Spun like a frog. I really like choice, but I have to remember that some people don’t. SpiralFrog is a “choice”, an alternative to P2P and iTunes, although not an interesting one. It’s already spun as a success story, focusing on the 60m of non-iPod devices (in other news, a declining 20% of the market), and the line of advertisers (all two of them). A year from now, it will be portrayed the way Napster 2.0 and Microsoft put a smiley face on their failures. Meanwhile, there goes another year of record labels not giving consumers the choices they want, and harassing everyone they can find. Sigh. They’re just buying up time, but we’re paying the price.

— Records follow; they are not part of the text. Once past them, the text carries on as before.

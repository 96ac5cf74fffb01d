//! Error types for telemetry sources and the inference pipeline

use std::path::PathBuf;
use thiserror::Error;

/// Failure reported by a telemetry source
#[derive(Error, Debug)]
pub enum SourceError {
    /// Underlying file could not be read
    #[error("failed to read {path}: {source}")]
    Io {
        path: PathBuf,
        #[source]
        source: std::io::Error,
    },

    /// File content could not be decoded
    #[error("failed to parse {path}: {reason}")]
    Parse { path: PathBuf, reason: String },

    /// The cell is not known to this source
    #[error("unknown cell: {0}")]
    UnknownCell(String),

    /// The source does not carry this signal for the cell
    #[error("signal {signal} unavailable for cell {cell}")]
    SignalUnavailable { cell: String, signal: &'static str },
}

/// Failure of a pipeline run
#[derive(Error, Debug)]
pub enum TopologyError {
    /// The source could not enumerate its cells
    #[error("telemetry source failed: {0}")]
    Source(#[from] SourceError),

    /// A configuration value is outside its valid range
    #[error("invalid configuration: {0}")]
    InvalidConfig(String),
}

The floodgates are open. Recently I started seeing more and more links and posts to, let’s just call them, off mainstream languages. It started with Lisp (we were first and we will prevail), followed by the return of Smalltalk (check out Seaside), some Haskell (monads are a great idiom), Erlang (can this be a usable pi-c?), IO, today I’m reading about Oz. I’m wondering if it’s the result of the cracks in the Java hegemony that’s bringing us back to one language per person? Or the sudden rise to fame of Ruby that’s igniting the competition? Languages are vested interests, after all. Or maybe I’m just reading too much reddit?
First dead 3.0? YapTA (say that three times with a straight face) is just the app we’ve all been waiting for, and better than most. Details are still sketchy, but we do know it’s Web 3.0. And we do know people will be using YapTA like a verb. The future is here, it’s just that YapTA got the lion’s share. “A job description asks prospective software engineers if they ever wished they were on the development teams of Skype, RealNetworks or iTunes.” Ok. If you have to define yourself by the success of others …
… you’re obviously not reading this.
Kickboxing. Paul Brown adds another one to his Devil’s dictionary: kickboxing, n. A programming language idiom whereby a kick is converted to a Kick.
Proxyscale. Jason Hoffman over at joyeur is putting proxy engines and load balancers to the test to see how much traffic he can pipe with a Rails app. This will be interesting to watch.
And interesting to read, Jason knows his stuff and knows how to explain it to others. Thanks Ludo for the link. (This blog is hosted by TextDrive, I live backup to StrongSpace, all three part of Joynet).